Security Experts:

vBulletin Fixes SQL Injection Vulnerability That Exposes Website Databases

Software developer vBulletin announced on Wednesday that it had released a patch to address a serious SQL injection vulnerability affecting the its forum software.

The existence of the security hole came to light on Tuesday, when Nytro, the administrator of the hacker community forum Romanian Security Team (RST) published a video demonstrating an SQL Injection attack against the latest version of vBulletin (5.1.2). The expert said he didn't plan on selling the exploit; instead he reported his findings to vBulletin developers.

After analyzing the issue, vBulletin determined that the vulnerability also affects versions 5.0.4, 5.0.5, 5.1.0 and 5.1.1.   

"We have released security patches to account for this vulnerability. The issue may allow attackers to perform SQL injection attacks on your database. It is recommended that all users update as soon as possible," said vBulletin Technical Support Lead Wayne Luke.

Forums hosted on vBulletin Cloud have been patched automatically.

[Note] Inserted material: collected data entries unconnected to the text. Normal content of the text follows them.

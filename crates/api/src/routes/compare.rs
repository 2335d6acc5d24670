use crate::state::AppState;
use axum::{extract::State, Json};
use sched_core::validate;
use serde::Serialize;
use types::{OptimizeRequest, SolveResult};
use utoipa::ToSchema;

#[derive(Serialize, ToSchema)]
pub struct CompareReport {
    pub results: Vec<SolveResult>,
    pub best: Option<SolveResult>,
}

/// Runs all three engines on the same request and reports every result plus
/// the one with the highest shared-scorer `optimization_score`.
#[utoipa::path(
    post,
    path = "/v1/optimize/compare",
    request_body = OptimizeRequest,
    responses((status = 200, description = "Per-engine comparison", body = CompareReport))
)]
pub async fn compare(
    State(state): State<AppState>,
    Json(req): Json<OptimizeRequest>,
) -> Json<CompareReport> {
    if validate(&req).is_err() {
        return Json(CompareReport {
            results: vec![],
            best: None,
        });
    }

    let dispatcher = state.jobs.solver();
    let results = dispatcher.solve_all(&req).await;
    let best = crate::state::Dispatcher::best_of(results.clone());
    Json(CompareReport { results, best })
}
use std::env;
use types::TimetableConfig;

/// Process-wide, env-var driven configuration — one place that reads the
/// environment once at startup rather than scattering `env::var` calls
/// through route handlers.
#[derive(Clone, Debug)]
pub struct AppConfig {
    pub default_algorithm: String,
    pub csp_timeout_seconds: u64,
    pub ga_timeout_seconds: u64,
    pub ilp_timeout_seconds: u64,
    pub max_parallel_jobs: usize,
    pub ga_population_size: usize,
    pub ga_generations: usize,
    pub ga_mutation_rate: f64,
    pub ga_crossover_rate: f64,
    pub ilp_mip_gap: f64,
    pub default_timetable: TimetableConfig,
}

impl AppConfig {
    pub fn from_env() -> Self {
        Self {
            default_algorithm: env_or("SCHED_DEFAULT_ALGORITHM", "csp"),
            csp_timeout_seconds: env_parse_or("SCHED_CSP_TIMEOUT_SECONDS", 300),
            ga_timeout_seconds: env_parse_or("SCHED_GA_TIMEOUT_SECONDS", 600),
            ilp_timeout_seconds: env_parse_or("SCHED_ILP_TIMEOUT_SECONDS", 300),
            max_parallel_jobs: env_parse_or("SCHED_MAX_PARALLEL_JOBS", 4),
            ga_population_size: env_parse_or("SCHED_GA_POPULATION_SIZE", 100),
            ga_generations: env_parse_or("SCHED_GA_GENERATIONS", 1000),
            ga_mutation_rate: env_parse_or("SCHED_GA_MUTATION_RATE", 0.1),
            ga_crossover_rate: env_parse_or("SCHED_GA_CROSSOVER_RATE", 0.8),
            ilp_mip_gap: env_parse_or("SCHED_ILP_MIP_GAP", 0.01),
            default_timetable: TimetableConfig::default(),
        }
    }
}

fn env_or(key: &str, default: &str) -> String {
    env::var(key).unwrap_or_else(|_| default.to_string())
}

fn env_parse_or<T: std::str::FromStr>(key: &str, default: T) -> T {
    env::var(key)
        .ok()
        .and_then(|v| v.parse().ok())
        .unwrap_or(default)
}

#[cfg(test)]
mod tests {
    use super::*;

    #[test]
    fn defaults_match_documented_timeouts() {
        let cfg = AppConfig {
            default_algorithm: env_or("SCHED_DEFAULT_ALGORITHM_UNSET_IN_TEST", "csp"),
            csp_timeout_seconds: env_parse_or("SCHED_CSP_TIMEOUT_SECONDS_UNSET_IN_TEST", 300),
            ga_timeout_seconds: env_parse_or("SCHED_GA_TIMEOUT_SECONDS_UNSET_IN_TEST", 600),
            ilp_timeout_seconds: env_parse_or("SCHED_ILP_TIMEOUT_SECONDS_UNSET_IN_TEST", 300),
            max_parallel_jobs: env_parse_or("SCHED_MAX_PARALLEL_JOBS_UNSET_IN_TEST", 4),
            ga_population_size: env_parse_or("SCHED_GA_POPULATION_SIZE_UNSET_IN_TEST", 100),
            ga_generations: env_parse_or("SCHED_GA_GENERATIONS_UNSET_IN_TEST", 1000),
            ga_mutation_rate: env_parse_or("SCHED_GA_MUTATION_RATE_UNSET_IN_TEST", 0.1),
            ga_crossover_rate: env_parse_or("SCHED_GA_CROSSOVER_RATE_UNSET_IN_TEST", 0.8),
            ilp_mip_gap: env_parse_or("SCHED_ILP_MIP_GAP_UNSET_IN_TEST", 0.01),
            default_timetable: TimetableConfig::default(),
        };
        assert_eq!(cfg.default_algorithm, "csp");
        assert_eq!(cfg.csp_timeout_seconds, 300);
        assert_eq!(cfg.ga_timeout_seconds, 600);
        assert_eq!(cfg.ilp_timeout_seconds, 300);
        assert_eq!(cfg.max_parallel_jobs, 4);
        assert_eq!(cfg.ga_population_size, 100);
        assert_eq!(cfg.ga_generations, 1000);
        assert_eq!(cfg.ga_mutation_rate, 0.1);
        assert_eq!(cfg.ga_crossover_rate, 0.8);
        assert_eq!(cfg.ilp_mip_gap, 0.01);
    }
}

The fix will also be included in the next release of vBulletin 5.1.3 Alpha, which is not recommended for production or live servers.

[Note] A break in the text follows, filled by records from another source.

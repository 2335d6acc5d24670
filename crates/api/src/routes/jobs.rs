use crate::state::AppState;
use axum::{
    extract::{Path, State},
    http::StatusCode,
    Json,
};
use jobs::JobStatus;
use serde::Serialize;
use utoipa::ToSchema;

#[derive(Serialize, ToSchema)]
pub struct JobStatusReport {
    pub state: &'static str,
    pub result: Option<types::SolveResult>,
    pub error: Option<String>,
}

/// Polling endpoint backing the job's public tri-state contract
/// (running/completed/failed) regardless of the richer internal states.
/// Returns 404 for an id this tracker has never seen.
#[utoipa::path(
    get,
    path = "/v1/optimize/status/{id}",
    params(("id" = String, Path, description = "Job ID")),
    responses(
        (status = 200, description = "Job status", body = JobStatusReport),
        (status = 404, description = "No job with that id")
    )
)]
pub async fn status(
    State(state): State<AppState>,
    Path(id): Path<String>,
) -> Result<Json<JobStatusReport>, StatusCode> {
    let Some(status) = state.jobs.get(&id) else {
        return Err(StatusCode::NOT_FOUND);
    };

    let state_str = status.as_public_state();
    Ok(Json(match status {
        JobStatus::Solved { result } => JobStatusReport {
            state: state_str,
            result: Some(result),
            error: None,
        },
        JobStatus::Failed { message } => JobStatusReport {
            state: state_str,
            result: None,
            error: Some(message),
        },
        _ => JobStatusReport {
            state: state_str,
            result: None,
            error: None,
        },
    }))
}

SQL Injection flaws, which enable attackers to gain unauthorized access to a website's databases and possibly even to the underlying server, are highly common. A study published in April by the Ponemon Institute revealed that 65% of surveyed IT professionals had detected at least one SQL Injection attack that bypassed their defense systems. The study found that, on average, it takes organizations 140 days to discover such attacks.

Nytro says he will make the exploit for this vulnerability public, but only after users get the chance to patch their installations. On the other hand, Sucuri CTO Daniel Cid believes that the flaw might already be exploited in the wild considering that it was discovered by the members of a hacker forum.

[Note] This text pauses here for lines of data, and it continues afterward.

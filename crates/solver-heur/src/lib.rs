use async_trait::async_trait;
use rand::Rng;
use rand_chacha::rand_core::SeedableRng;
use rand_chacha::ChaCha8Rng;
use sched_core::{qualified_faculty, Solver};
use std::collections::HashMap;
use std::time::Instant;
use tracing::info;
use types::{AlgorithmName, Course, Faculty, OptimizeRequest, Room, SlotTime, SolveResult, TimetableSlot, WEEKDAYS};

const TOURNAMENT_SIZE: usize = 5;
/// `preference` is a constant placeholder in this engine, matching the
/// original scoring term that never actually consults `preferred_time_slots`.
const PREFERENCE_CONSTANT: f64 = 0.5;
const DEFAULT_SEED: u64 = 42;

pub struct GaSolver {
    population_size: usize,
    max_generations: usize,
    mutation_rate: f64,
    crossover_rate: f64,
    timeout_seconds: u64,
}

impl GaSolver {
    pub fn new() -> Self {
        Self::with_config(100, 1000, 0.1, 0.8, 600)
    }

    pub fn with_config(
        population_size: usize,
        max_generations: usize,
        mutation_rate: f64,
        crossover_rate: f64,
        timeout_seconds: u64,
    ) -> Self {
        Self {
            population_size,
            max_generations,
            mutation_rate,
            crossover_rate,
            timeout_seconds,
        }
    }
}

impl Default for GaSolver {
    fn default() -> Self {
        Self::new()
    }
}

#[async_trait]
impl Solver for GaSolver {
    async fn solve(&self, req: OptimizeRequest) -> anyhow::Result<SolveResult> {
        info!("genetic: solving {} courses", req.courses.len());
        let start = Instant::now();
        let mut rng = ChaCha8Rng::seed_from_u64(DEFAULT_SEED);

        let slot_times = req.config.slot_times();
        if slot_times.is_empty() || req.faculty.is_empty() || req.rooms.is_empty() {
            return Ok(SolveResult::failure(
                "genetic",
                "no feasible slots, faculty, or rooms",
            ));
        }

        let pop_size = self.population_size.min(20 + req.courses.len() * 4);
        let mut population: Vec<Individual> = (0..pop_size)
            .filter_map(|_| create_random_individual(&req, &slot_times, &mut rng))
            .collect();

        if population.is_empty() {
            return Ok(SolveResult::failure(
                "genetic",
                "could not construct an initial population",
            ));
        }

        for ind in &mut population {
            ind.evaluate(&req);
        }

        let deadline = std::time::Duration::from_secs(self.timeout_seconds);
        let mut generations = 0usize;
        let mut best = best_of(&population).clone();

        while generations < self.max_generations && best.fitness < 100.0 {
            if start.elapsed() >= deadline {
                break;
            }
            let mut next_gen = Vec::with_capacity(population.len());
            next_gen.push(best.clone());

            while next_gen.len() < population.len() {
                let parent_a = tournament(&population, TOURNAMENT_SIZE, &mut rng);
                let parent_b = tournament(&population, TOURNAMENT_SIZE, &mut rng);

                let mut child = if rng.gen_bool(self.crossover_rate) {
                    crossover(parent_a, parent_b, &mut rng)
                } else {
                    parent_a.clone()
                };
                mutate(&mut child, &req, self.mutation_rate, &mut rng);
                child.evaluate(&req);
                next_gen.push(child);
            }

            population = next_gen;
            let candidate = best_of(&population);
            if candidate.fitness > best.fitness {
                best = candidate.clone();
            }
            generations += 1;
        }

        let report = sched_core::scoring::evaluate(&best.chromosome);
        Ok(SolveResult {
            success: true,
            message: format!("converged after {generations} generations"),
            slots: best.chromosome,
            conflicts: report.conflicts,
            optimization_score: report.optimization_score,
            execution_time_seconds: start.elapsed().as_secs_f64(),
            algorithm_used: "genetic".into(),
            workload_distribution: report.workload_distribution,
        })
    }

    fn validate(&self, req: &OptimizeRequest) -> Vec<String> {
        sched_core::validate_common(req)
    }

    fn name(&self) -> AlgorithmName {
        AlgorithmName::Genetic
    }
}

#[derive(Clone)]
struct Individual {
    chromosome: Vec<TimetableSlot>,
    /// Internal search fitness — distinct from the shared scorer's
    /// `optimization_score`, which is what's actually reported.
    fitness: f64,
}

impl Individual {
    /// 100 − 10·conflicts + 20·balance + 10·utilization + 5·preference.
    fn evaluate(&mut self, req: &OptimizeRequest) {
        let conflicts = sched_core::scoring::detect_conflicts(&self.chromosome).len();
        let workload = sched_core::scoring::calculate_workload_distribution(&self.chromosome);
        let balance = balance_score(&workload);
        let utilization = utilization_score(&self.chromosome, req);

        self.fitness = 100.0 - 10.0 * conflicts as f64
            + 20.0 * balance
            + 10.0 * utilization
            + 5.0 * PREFERENCE_CONSTANT;
    }
}

/// `1 - variance/mean^2`, clamped to `[0, 1]`; the max possible variance is
/// `mean^2`, so this reaches 0 only at that extreme. A single faculty member
/// (or none) carrying the whole load is perfectly balanced by definition.
fn balance_score(workload: &HashMap<String, u32>) -> f64 {
    if workload.len() <= 1 {
        return 1.0;
    }
    let values: Vec<f64> = workload.values().map(|&v| v as f64).collect();
    let mean = values.iter().sum::<f64>() / values.len() as f64;
    if mean == 0.0 {
        return 1.0;
    }
    let variance = values.iter().map(|v| (v - mean).powi(2)).sum::<f64>() / values.len() as f64;
    (1.0 - variance / (mean * mean)).clamp(0.0, 1.0)
}

fn utilization_score(chromosome: &[TimetableSlot], req: &OptimizeRequest) -> f64 {
    let total_capacity = (WEEKDAYS.len() * req.config.slots_per_day as usize * req.rooms.len()).max(1);
    (chromosome.len() as f64 / total_capacity as f64).clamp(0.0, 1.0)
}

fn pick_faculty<'a>(course: &Course, faculty: &'a [Faculty], rng: &mut ChaCha8Rng) -> &'a Faculty {
    let qualified = qualified_faculty(course, faculty);
    if qualified.is_empty() {
        &faculty[rng.gen_range(0..faculty.len())]
    } else {
        qualified[rng.gen_range(0..qualified.len())]
    }
}

fn pick_room<'a>(course: &Course, rooms: &'a [Room], rng: &mut ChaCha8Rng) -> &'a Room {
    let suitable: Vec<&Room> = rooms.iter().filter(|r| r.capacity >= course.student_strength).collect();
    if suitable.is_empty() {
        &rooms[rng.gen_range(0..rooms.len())]
    } else {
        suitable[rng.gen_range(0..suitable.len())]
    }
}

/// Builds one random, internally-consistent chromosome. Lab sessions that
/// require consecutive slots are placed as an unbroken block within a single
/// day rather than scattered across the week.
fn create_random_individual(
    req: &OptimizeRequest,
    slot_times: &[SlotTime],
    rng: &mut ChaCha8Rng,
) -> Option<Individual> {
    let mut chromosome = Vec::new();

    for course in &req.courses {
        let faculty = pick_faculty(course, &req.faculty, rng);
        let room = pick_room(course, &req.rooms, rng);
        let needed = course.credits.max(1);

        if course.requires_lab && course.consecutive_slots_required > 1 {
            let block = course.consecutive_slots_required as usize;
            if block > slot_times.len() {
                return None;
            }
            let day = WEEKDAYS[rng.gen_range(0..WEEKDAYS.len())];
            let start = rng.gen_range(0..=(slot_times.len() - block));
            for s in start..start + block {
                chromosome.push(TimetableSlot {
                    day,
                    time_start: slot_times[s].start.clone(),
                    time_end: slot_times[s].end.clone(),
                    course_id: course.id.clone(),
                    faculty_id: faculty.id.clone(),
                    room_id: room.id.clone(),
                    student_groups: vec![],
                });
            }
        } else {
            for _ in 0..needed {
                let day = WEEKDAYS[rng.gen_range(0..WEEKDAYS.len())];
                let st = &slot_times[rng.gen_range(0..slot_times.len())];
                chromosome.push(TimetableSlot {
                    day,
                    time_start: st.start.clone(),
                    time_end: st.end.clone(),
                    course_id: course.id.clone(),
                    faculty_id: faculty.id.clone(),
                    room_id: room.id.clone(),
                    student_groups: vec![],
                });
            }
        }
    }

    Some(Individual {
        chromosome,
        fitness: 0.0,
    })
}

fn best_of(population: &[Individual]) -> &Individual {
    population
        .iter()
        .max_by(|a, b| a.fitness.total_cmp(&b.fitness))
        .expect("population is never empty")
}

/// Tournament selection, winner is the individual with the MAX fitness among
/// `k` random draws — the opposite direction from minimizing an objective.
fn tournament<'a>(population: &'a [Individual], k: usize, rng: &mut ChaCha8Rng) -> &'a Individual {
    let mut best: Option<&Individual> = None;
    for _ in 0..k {
        let i = rng.gen_range(0..population.len());
        let candidate = &population[i];
        if best.map_or(true, |b| candidate.fitness > b.fitness) {
            best = Some(candidate);
        }
    }
    best.unwrap()
}

fn crossover(a: &Individual, b: &Individual, rng: &mut ChaCha8Rng) -> Individual {
    let len = a.chromosome.len().min(b.chromosome.len());
    if len < 2 {
        return a.clone();
    }
    let cut = rng.gen_range(1..len);
    let mut chromosome = a.chromosome[..cut].to_vec();
    chromosome.extend_from_slice(&b.chromosome[cut..len]);
    Individual {
        chromosome,
        fitness: 0.0,
    }
}

/// With probability `mutation_rate`, picks exactly one gene in the offspring
/// and reassigns its `day`, `faculty_id`, and `room_id`, drawn uniformly from
/// the full lists (not filtered to qualified/capacity-suitable candidates).
/// The gene's `time_start`/`time_end` are left untouched.
fn mutate(ind: &mut Individual, req: &OptimizeRequest, mutation_rate: f64, rng: &mut ChaCha8Rng) {
    if ind.chromosome.is_empty() || !rng.gen_bool(mutation_rate) {
        return;
    }
    let idx = rng.gen_range(0..ind.chromosome.len());
    let gene = &mut ind.chromosome[idx];
    gene.day = WEEKDAYS[rng.gen_range(0..WEEKDAYS.len())];
    gene.faculty_id = req.faculty[rng.gen_range(0..req.faculty.len())].id.clone();
    gene.room_id = req.rooms[rng.gen_range(0..req.rooms.len())].id.clone();
}

#[cfg(test)]
mod tests {
    use super::*;
    use types::{CourseType, RoomType, SessionType, TimetableConfig};

    fn course(id: &str, credits: u32, strength: u32) -> Course {
        Course {
            id: types::CourseId(id.into()),
            code: id.into(),
            name: format!("Course {id}"),
            credits,
            course_type: CourseType::Major,
            session_type: SessionType::Theory,
            student_strength: strength,
            requires_lab: false,
            consecutive_slots_required: 1,
            preferred_time_slots: vec![],
        }
    }

    fn lab_course(id: &str, consecutive: u32) -> Course {
        Course {
            id: types::CourseId(id.into()),
            code: id.into(),
            name: format!("Lab {id}"),
            credits: 2,
            course_type: CourseType::Major,
            session_type: SessionType::Lab,
            student_strength: 20,
            requires_lab: true,
            consecutive_slots_required: consecutive,
            preferred_time_slots: vec![],
        }
    }

    fn faculty(id: &str, hours: u32) -> Faculty {
        Faculty {
            id: types::FacultyId(id.into()),
            name: id.into(),
            email: format!("{id}@example.test"),
            specializations: vec![],
            max_workload_hours: hours,
            availability_slots: vec![],
            preferred_courses: vec![],
        }
    }

    fn room(id: &str, capacity: u32) -> Room {
        Room {
            id: types::RoomId(id.into()),
            name: id.into(),
            capacity,
            room_type: RoomType::Classroom,
            location_block: String::new(),
            equipment: vec![],
            course_restrictions: vec![],
        }
    }

    #[tokio::test]
    async fn converges_on_trivial_request() {
        let req = OptimizeRequest {
            config: TimetableConfig::default(),
            courses: vec![course("C1", 2, 30)],
            faculty: vec![faculty("F1", 12)],
            rooms: vec![room("R1", 30)],
            students: vec![],
            objectives: vec![],
            algorithm: None,
        };
        let solver = GaSolver::new();
        let result = solver.solve(req).await.unwrap();
        assert!(result.success);
        assert_eq!(result.slots.len(), 2);
    }

    #[test]
    fn lab_sessions_stay_consecutive_within_a_day() {
        let req = OptimizeRequest {
            config: TimetableConfig::default(),
            courses: vec![lab_course("L1", 2)],
            faculty: vec![faculty("F1", 12)],
            rooms: vec![room("R1", 30)],
            students: vec![],
            objectives: vec![],
            algorithm: None,
        };
        let mut rng = ChaCha8Rng::seed_from_u64(7);
        let slot_times = req.config.slot_times();
        let ind = create_random_individual(&req, &slot_times, &mut rng).unwrap();
        assert_eq!(ind.chromosome.len(), 2);
        assert_eq!(ind.chromosome[0].day, ind.chromosome[1].day);
    }

    #[test]
    fn tournament_picks_max_fitness() {
        let low = Individual {
            chromosome: vec![],
            fitness: 10.0,
        };
        let high = Individual {
            chromosome: vec![],
            fitness: 90.0,
        };
        let population = vec![low, high];
        let mut rng = ChaCha8Rng::seed_from_u64(1);
        let winner = tournament(&population, 5, &mut rng);
        assert_eq!(winner.fitness, 90.0);
    }
}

vBulletin security holes are often targeted by cybercriminals because the platform is used to power well over 100,000 forums. In October 2013, Imperva reported that over 35,000 websites were compromised by attackers who abused the vBulletin configuration mechanism to create a secondary administrative account that gave them full control over targeted sites. Shortly after, vBulletin reported that its own networks had been breached in a sophisticated attack. At the time, the company refuted a hacker group's claims about a zero-day exploit.

Nytro's proof-of-concept video is embedded below.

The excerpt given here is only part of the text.